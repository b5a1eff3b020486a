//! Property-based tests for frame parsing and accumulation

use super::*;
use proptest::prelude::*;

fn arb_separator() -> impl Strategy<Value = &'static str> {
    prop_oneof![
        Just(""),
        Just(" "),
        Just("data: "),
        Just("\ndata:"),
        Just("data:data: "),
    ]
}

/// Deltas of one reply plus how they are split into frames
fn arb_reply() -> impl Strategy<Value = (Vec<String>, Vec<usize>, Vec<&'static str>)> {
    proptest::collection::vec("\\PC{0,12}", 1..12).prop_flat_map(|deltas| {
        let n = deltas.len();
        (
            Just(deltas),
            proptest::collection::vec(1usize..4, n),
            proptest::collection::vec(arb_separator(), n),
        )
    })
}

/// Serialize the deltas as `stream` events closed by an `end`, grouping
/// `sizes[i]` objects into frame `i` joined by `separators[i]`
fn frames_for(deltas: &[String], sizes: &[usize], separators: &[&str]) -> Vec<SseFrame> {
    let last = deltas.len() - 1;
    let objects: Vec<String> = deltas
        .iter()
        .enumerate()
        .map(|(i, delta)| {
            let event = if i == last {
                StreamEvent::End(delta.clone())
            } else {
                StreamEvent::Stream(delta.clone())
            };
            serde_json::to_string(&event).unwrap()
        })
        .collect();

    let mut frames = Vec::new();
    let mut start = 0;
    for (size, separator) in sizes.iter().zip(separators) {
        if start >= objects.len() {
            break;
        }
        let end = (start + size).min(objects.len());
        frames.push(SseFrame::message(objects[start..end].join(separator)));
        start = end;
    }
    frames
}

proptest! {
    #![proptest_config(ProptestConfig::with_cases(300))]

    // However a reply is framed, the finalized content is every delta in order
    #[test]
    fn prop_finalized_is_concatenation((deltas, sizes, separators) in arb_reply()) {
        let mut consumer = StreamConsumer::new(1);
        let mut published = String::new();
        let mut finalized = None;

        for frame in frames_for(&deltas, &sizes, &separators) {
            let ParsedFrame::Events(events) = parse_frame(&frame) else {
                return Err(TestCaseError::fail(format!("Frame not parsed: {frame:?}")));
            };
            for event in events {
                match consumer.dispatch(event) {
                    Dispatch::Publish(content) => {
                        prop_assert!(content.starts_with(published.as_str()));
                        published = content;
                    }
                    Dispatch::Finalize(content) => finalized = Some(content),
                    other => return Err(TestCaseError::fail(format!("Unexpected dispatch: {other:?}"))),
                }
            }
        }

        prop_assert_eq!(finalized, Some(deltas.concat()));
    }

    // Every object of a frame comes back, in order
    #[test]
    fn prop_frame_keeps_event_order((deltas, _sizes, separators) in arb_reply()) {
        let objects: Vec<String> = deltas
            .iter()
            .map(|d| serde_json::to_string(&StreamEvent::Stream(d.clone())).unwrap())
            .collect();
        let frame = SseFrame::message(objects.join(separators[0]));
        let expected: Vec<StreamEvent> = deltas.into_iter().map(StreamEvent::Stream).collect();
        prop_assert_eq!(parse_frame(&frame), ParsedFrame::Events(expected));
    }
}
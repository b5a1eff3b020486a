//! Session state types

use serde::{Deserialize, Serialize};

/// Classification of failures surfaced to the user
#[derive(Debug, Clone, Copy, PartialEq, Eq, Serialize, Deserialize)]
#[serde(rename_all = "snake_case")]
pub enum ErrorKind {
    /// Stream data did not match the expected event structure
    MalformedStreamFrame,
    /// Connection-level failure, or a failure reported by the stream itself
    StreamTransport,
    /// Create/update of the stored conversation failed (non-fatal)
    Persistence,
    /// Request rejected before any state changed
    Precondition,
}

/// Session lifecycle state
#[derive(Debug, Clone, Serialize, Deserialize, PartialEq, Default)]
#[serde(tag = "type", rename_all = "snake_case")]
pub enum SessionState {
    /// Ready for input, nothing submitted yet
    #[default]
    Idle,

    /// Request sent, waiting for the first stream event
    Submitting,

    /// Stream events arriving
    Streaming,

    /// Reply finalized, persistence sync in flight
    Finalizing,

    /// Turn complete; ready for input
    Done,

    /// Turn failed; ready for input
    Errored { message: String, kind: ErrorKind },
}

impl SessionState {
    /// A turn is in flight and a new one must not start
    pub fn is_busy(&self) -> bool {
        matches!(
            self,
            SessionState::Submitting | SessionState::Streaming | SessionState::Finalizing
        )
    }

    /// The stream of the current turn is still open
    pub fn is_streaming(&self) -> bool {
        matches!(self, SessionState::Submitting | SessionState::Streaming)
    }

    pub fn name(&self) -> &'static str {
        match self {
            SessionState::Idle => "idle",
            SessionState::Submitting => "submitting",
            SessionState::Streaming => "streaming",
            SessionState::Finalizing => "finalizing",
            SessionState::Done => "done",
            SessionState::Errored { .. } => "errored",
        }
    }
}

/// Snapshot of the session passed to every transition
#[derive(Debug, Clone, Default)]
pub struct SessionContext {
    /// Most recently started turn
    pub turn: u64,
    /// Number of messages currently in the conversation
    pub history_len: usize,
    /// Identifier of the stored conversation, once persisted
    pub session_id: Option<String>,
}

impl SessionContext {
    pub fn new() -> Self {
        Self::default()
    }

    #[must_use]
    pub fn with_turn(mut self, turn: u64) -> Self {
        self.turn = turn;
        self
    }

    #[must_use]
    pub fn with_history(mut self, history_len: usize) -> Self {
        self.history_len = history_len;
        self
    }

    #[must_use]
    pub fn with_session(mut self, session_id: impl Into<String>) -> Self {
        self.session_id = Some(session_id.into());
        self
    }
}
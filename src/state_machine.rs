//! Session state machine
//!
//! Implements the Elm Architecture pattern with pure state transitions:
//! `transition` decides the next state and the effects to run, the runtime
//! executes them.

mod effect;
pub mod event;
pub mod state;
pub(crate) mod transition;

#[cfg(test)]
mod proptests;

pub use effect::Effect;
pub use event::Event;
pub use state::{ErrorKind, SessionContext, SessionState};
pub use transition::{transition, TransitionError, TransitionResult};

######

Task to complete. Copy only the entries from the first line to the line with "objects into frame", each exactly as it appears.

Answer to this problem.
repository b5a1eff3b020486a
//! Property-based tests for frame parsing and accumulation

use super::*;
use proptest::prelude::*;

fn arb_separator() -> impl Strategy<Value = &'static str> {
    prop_oneof![
        Just(""),
        Just(" "),
        Just("data: "),
        Just("\ndata:"),
        Just("data:data: "),
    ]
}

/// Deltas of one reply plus how they are split into frames
fn arb_reply() -> impl Strategy<Value = (Vec<String>, Vec<usize>, Vec<&'static str>)> {
    proptest::collection::vec("\\PC{0,12}", 1..12).prop_flat_map(|deltas| {
        let n = deltas.len();
        (
            Just(deltas),
            proptest::collection::vec(1usize..4, n),
            proptest::collection::vec(arb_separator(), n),
        )
    })
}

/// Serialize the deltas as `stream` events closed by an `end`, grouping
/// `sizes[i]` objects into frame `i` joined by `separators[i]`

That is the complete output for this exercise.